* [Your goal]: Repeat exactly the lines from the first line of the records through the line containing "a destination org.", and nothing more.

Stored data entries
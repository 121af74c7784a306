//! `~/.metatrack/config.yaml` — static configuration.
//!
//! Every section is `#[serde(default)]`; a missing file or a partial file
//! yields defaults for whatever is absent.

use std::path::{Path, PathBuf};

use serde::{Deserialize, Serialize};

use crate::error::{io_err, StoreError};
use crate::paths;

/// Metadata types gathered when `metadata_types` is not configured.
pub const DEFAULT_METADATA_TYPES: &[&str] = &[
    "ApexClass",
    "ApexComponent",
    "ApexPage",
    "ApexTrigger",
    "CustomObject",
    "Layout",
    "StaticResource",
    "Workflow",
];

pub const DEFAULT_COMPANION_SUFFIX: &str = "-meta.xml";

/// How a rename recorded in history is deployed to a destination org.
#[derive(Debug, Clone, Copy, PartialEq, Eq, Serialize, Deserialize, Default)]
#[serde(rename_all = "snake_case")]
pub enum RenameDeploy {
    /// Destructively delete the old name, then additively deploy the new one.
    #[default]
    DeleteThenAdd,
    /// Deploy only the new name; the old one stays in the destination org.
    AdditiveOnly,
}

#[derive(Debug, Clone, Copy, PartialEq, Eq, Serialize, Deserialize, Default)]
#[serde(rename_all = "lowercase")]
pub enum ScmBackend {
    #[default]
    Git,
}

/// Where the shared remote repository lives and how it is created.
#[derive(Debug, Clone, PartialEq, Eq, Serialize, Deserialize)]
#[serde(tag = "kind", rename_all = "lowercase")]
pub enum Hosting {
    /// Bare repositories on the local filesystem.
    Local {
        #[serde(default)]
        root: Option<PathBuf>,
    },
    /// GitHub (or GitHub Enterprise) REST API.
    Github {
        #[serde(default = "default_github_api")]
        api_url: String,
        owner: String,
        #[serde(default = "default_token_env")]
        token_env: String,
        #[serde(default = "default_true")]
        private: bool,
    },
}

impl Default for Hosting {
    fn default() -> Self {
        Hosting::Local { root: None }
    }
}

#[derive(Debug, Clone, PartialEq, Eq, Serialize, Deserialize)]
#[serde(default)]
pub struct ScmSettings {
    pub backend: ScmBackend,
    /// Name of the shared remote repository.
    pub repository: String,
    /// Branch that tracks the production org.
    pub main_branch: String,
    /// Email recorded on commits authored from org change history.
    pub author_email: String,
    pub hosting: Hosting,
}

impl Default for ScmSettings {
    fn default() -> Self {
        Self {
            backend: ScmBackend::Git,
            repository: "metadata".to_string(),
            main_branch: "master".to_string(),
            author_email: "metatrack@localhost".to_string(),
            hosting: Hosting::default(),
        }
    }
}

#[derive(Debug, Clone, PartialEq, Eq, Serialize, Deserialize)]
#[serde(tag = "kind", rename_all = "lowercase")]
pub enum GatewaySettings {
    /// Orgs mirrored as directories under `root` (one directory per org,
    /// named after the environment).
    Mirror {
        #[serde(default)]
        root: Option<PathBuf>,
    },
}

impl Default for GatewaySettings {
    fn default() -> Self {
        GatewaySettings::Mirror { root: None }
    }
}

#[derive(Debug, Clone, PartialEq, Eq, Serialize, Deserialize)]
#[serde(default)]
pub struct LoggingSettings {
    /// Default `EnvFilter` directive; `RUST_LOG` takes precedence.
    pub level: String,
    /// Log to this file instead of stderr.
    pub file: Option<PathBuf>,
    pub max_bytes: u64,
    pub max_files: usize,
}

impl Default for LoggingSettings {
    fn default() -> Self {
        Self {
            level: "info".to_string(),
            file: None,
            max_bytes: 10 * 1024 * 1024,
            max_files: 5,
        }
    }
}

#[derive(Debug, Clone, PartialEq, Eq, Serialize, Deserialize)]
#[serde(default)]
pub struct Settings {
    pub metadata_types: Vec<String>,
    pub companion_suffix: String,
    pub rename_deploy: RenameDeploy,
    /// Parent directory of working copies; defaults to `~/.metatrack/repos`.
    pub repos_dir: Option<PathBuf>,
    pub scm: ScmSettings,
    pub gateway: GatewaySettings,
    pub logging: LoggingSettings,
}

impl Default for Settings {
    fn default() -> Self {
        Self {
            metadata_types: DEFAULT_METADATA_TYPES.iter().map(|s| s.to_string()).collect(),
            companion_suffix: DEFAULT_COMPANION_SUFFIX.to_string(),
            rename_deploy: RenameDeploy::default(),
            repos_dir: None,
            scm: ScmSettings::default(),
            gateway: GatewaySettings::default(),
            logging: LoggingSettings::default(),
        }
    }
}

impl Settings {
    /// Load `<home>/.metatrack/config.yaml`, falling back to defaults when the
    /// file does not exist.
    pub fn load_at(home: &Path) -> Result<Settings, StoreError> {
        let path = paths::config_path(home);
        if !path.exists() {
            tracing::debug!(path = %path.display(), "no config file; using defaults");
            return Ok(Settings::default());
        }
        let contents = std::fs::read_to_string(&path).map_err(|e| io_err(&path, e))?;
        if contents.trim().is_empty() {
            return Ok(Settings::default());
        }
        serde_yaml::from_str(&contents).map_err(|source| StoreError::Parse { path, source })
    }

    /// Write settings to `<home>/.metatrack/config.yaml` (atomic).
    pub fn save_at(&self, home: &Path) -> Result<(), StoreError> {
        let path = paths::config_path(home);
        let yaml = serde_yaml::to_string(self)?;
        crate::store::write_atomic(&path, yaml.as_bytes())
    }

    /// Working copy location for an environment's branch.
    pub fn working_copy_at(&self, home: &Path, environment: &str) -> PathBuf {
        self.repos_dir
            .clone()
            .unwrap_or_else(|| paths::repos_dir(home))
            .join(environment)
    }
}

fn default_github_api() -> String {
    "https://api.github.com".to_string()
}

fn default_token_env() -> String {
    "GITHUB_TOKEN".to_string()
}

fn default_true() -> bool {
    true
}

* [Reply to the task]:
repository 121af74c7784a306
//! `~/.metatrack/config.yaml` — static configuration.
//!
//! Every section is `#[serde(default)]`; a missing file or a partial file
//! yields defaults for whatever is absent.

use std::path::{Path, PathBuf};

use serde::{Deserialize, Serialize};

use crate::error::{io_err, StoreError};
use crate::paths;

/// Metadata types gathered when `metadata_types` is not configured.
pub const DEFAULT_METADATA_TYPES: &[&str] = &[
    "ApexClass",
    "ApexComponent",
    "ApexPage",
    "ApexTrigger",
    "CustomObject",
    "Layout",
    "StaticResource",
    "Workflow",
];

pub const DEFAULT_COMPANION_SUFFIX: &str = "-meta.xml";

/// How a rename recorded in history is deployed to a destination org.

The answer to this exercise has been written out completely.